_Required action_
Pull each line containing "ActiveLaneEntry" out of the data and copy it.

_Given data_
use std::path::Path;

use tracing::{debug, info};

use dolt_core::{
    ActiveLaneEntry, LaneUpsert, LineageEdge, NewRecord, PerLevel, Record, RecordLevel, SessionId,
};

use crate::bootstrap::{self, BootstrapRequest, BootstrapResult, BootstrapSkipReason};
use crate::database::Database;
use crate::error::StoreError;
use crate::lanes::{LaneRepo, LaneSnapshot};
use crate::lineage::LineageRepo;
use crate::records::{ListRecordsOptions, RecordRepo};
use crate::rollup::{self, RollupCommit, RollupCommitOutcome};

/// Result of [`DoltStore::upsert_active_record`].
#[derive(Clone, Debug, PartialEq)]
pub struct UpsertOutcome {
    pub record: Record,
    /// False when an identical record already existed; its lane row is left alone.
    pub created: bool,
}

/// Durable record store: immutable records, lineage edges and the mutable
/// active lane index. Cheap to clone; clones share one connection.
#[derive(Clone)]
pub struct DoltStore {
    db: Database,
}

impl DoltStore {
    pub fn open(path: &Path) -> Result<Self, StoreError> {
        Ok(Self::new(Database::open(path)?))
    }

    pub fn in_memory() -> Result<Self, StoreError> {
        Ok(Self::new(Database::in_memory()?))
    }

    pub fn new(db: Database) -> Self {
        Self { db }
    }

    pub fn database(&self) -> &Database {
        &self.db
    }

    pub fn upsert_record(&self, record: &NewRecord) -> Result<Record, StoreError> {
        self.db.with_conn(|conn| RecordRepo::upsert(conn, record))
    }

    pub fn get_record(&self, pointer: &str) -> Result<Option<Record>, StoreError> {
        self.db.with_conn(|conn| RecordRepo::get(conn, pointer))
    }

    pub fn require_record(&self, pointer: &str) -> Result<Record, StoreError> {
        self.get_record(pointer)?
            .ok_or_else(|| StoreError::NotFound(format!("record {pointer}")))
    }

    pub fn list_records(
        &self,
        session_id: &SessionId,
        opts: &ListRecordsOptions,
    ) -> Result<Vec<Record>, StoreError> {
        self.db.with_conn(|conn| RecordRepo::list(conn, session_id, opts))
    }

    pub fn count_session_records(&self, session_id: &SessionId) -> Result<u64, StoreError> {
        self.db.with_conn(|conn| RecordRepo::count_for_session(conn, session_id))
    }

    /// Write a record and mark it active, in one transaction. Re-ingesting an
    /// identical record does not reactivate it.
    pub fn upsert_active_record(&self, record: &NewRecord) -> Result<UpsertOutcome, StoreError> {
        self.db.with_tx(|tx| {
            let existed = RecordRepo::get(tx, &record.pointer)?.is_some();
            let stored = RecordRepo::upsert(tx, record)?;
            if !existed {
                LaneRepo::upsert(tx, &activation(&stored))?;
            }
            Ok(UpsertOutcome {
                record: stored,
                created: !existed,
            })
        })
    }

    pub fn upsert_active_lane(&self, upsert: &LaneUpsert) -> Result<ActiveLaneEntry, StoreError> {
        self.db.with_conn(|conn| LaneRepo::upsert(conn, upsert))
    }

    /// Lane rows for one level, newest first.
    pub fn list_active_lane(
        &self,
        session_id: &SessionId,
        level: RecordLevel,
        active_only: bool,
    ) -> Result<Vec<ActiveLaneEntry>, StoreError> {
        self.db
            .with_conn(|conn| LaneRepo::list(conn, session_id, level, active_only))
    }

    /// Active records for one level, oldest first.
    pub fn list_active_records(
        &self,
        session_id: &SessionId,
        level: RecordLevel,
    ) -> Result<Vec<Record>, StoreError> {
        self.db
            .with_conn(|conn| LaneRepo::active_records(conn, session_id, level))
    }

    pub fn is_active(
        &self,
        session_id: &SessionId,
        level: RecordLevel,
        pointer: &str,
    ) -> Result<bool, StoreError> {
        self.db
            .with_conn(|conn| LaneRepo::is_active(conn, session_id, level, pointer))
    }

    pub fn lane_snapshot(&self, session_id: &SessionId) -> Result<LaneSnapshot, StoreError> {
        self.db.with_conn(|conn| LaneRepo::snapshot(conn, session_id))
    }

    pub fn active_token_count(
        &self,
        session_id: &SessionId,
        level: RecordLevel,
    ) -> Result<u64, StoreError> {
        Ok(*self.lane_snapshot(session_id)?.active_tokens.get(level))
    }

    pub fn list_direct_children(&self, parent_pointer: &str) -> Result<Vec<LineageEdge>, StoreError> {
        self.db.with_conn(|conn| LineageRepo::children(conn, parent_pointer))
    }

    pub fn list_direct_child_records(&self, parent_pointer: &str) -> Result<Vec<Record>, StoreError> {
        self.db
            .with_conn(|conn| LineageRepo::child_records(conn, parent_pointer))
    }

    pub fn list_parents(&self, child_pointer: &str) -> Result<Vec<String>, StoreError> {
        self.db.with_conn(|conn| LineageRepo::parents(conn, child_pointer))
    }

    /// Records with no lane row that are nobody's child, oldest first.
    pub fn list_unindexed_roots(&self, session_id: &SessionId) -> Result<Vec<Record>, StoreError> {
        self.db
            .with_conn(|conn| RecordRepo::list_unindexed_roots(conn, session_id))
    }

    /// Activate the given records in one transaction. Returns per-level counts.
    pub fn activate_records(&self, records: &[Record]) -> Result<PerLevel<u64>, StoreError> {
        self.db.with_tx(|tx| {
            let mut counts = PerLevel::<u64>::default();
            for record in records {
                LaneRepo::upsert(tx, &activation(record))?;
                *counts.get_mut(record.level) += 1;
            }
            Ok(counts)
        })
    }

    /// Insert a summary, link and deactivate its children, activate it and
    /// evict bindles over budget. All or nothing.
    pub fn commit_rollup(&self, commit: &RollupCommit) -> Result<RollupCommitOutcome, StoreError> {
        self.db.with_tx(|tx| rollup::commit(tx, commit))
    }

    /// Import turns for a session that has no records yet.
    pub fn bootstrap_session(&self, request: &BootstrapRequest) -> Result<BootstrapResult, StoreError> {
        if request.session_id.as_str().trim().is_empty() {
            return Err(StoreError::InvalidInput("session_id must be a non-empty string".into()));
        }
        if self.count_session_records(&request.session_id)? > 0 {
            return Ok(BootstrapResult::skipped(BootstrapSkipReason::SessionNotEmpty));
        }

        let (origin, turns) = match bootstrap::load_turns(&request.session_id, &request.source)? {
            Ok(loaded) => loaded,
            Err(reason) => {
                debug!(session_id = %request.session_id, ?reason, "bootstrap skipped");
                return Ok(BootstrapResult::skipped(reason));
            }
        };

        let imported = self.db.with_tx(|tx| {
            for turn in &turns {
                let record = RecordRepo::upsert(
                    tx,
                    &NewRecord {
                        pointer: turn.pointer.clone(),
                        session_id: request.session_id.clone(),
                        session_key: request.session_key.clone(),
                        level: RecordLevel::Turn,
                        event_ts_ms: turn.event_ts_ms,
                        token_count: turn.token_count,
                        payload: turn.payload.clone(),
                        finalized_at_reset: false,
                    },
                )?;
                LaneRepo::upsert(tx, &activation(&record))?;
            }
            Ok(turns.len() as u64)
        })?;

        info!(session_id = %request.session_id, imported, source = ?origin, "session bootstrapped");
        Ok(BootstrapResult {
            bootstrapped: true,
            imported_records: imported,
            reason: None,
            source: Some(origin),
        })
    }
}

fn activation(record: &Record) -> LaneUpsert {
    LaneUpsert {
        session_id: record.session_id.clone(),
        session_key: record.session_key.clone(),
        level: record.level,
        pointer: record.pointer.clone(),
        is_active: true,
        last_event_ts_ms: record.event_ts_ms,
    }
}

_Written reply_
    ActiveLaneEntry, LaneUpsert, LineageEdge, NewRecord, PerLevel, Record, RecordLevel, SessionId,
    pub fn upsert_active_lane(&self, upsert: &LaneUpsert) -> Result<ActiveLaneEntry, StoreError> {
    ) -> Result<Vec<ActiveLaneEntry>, StoreError> {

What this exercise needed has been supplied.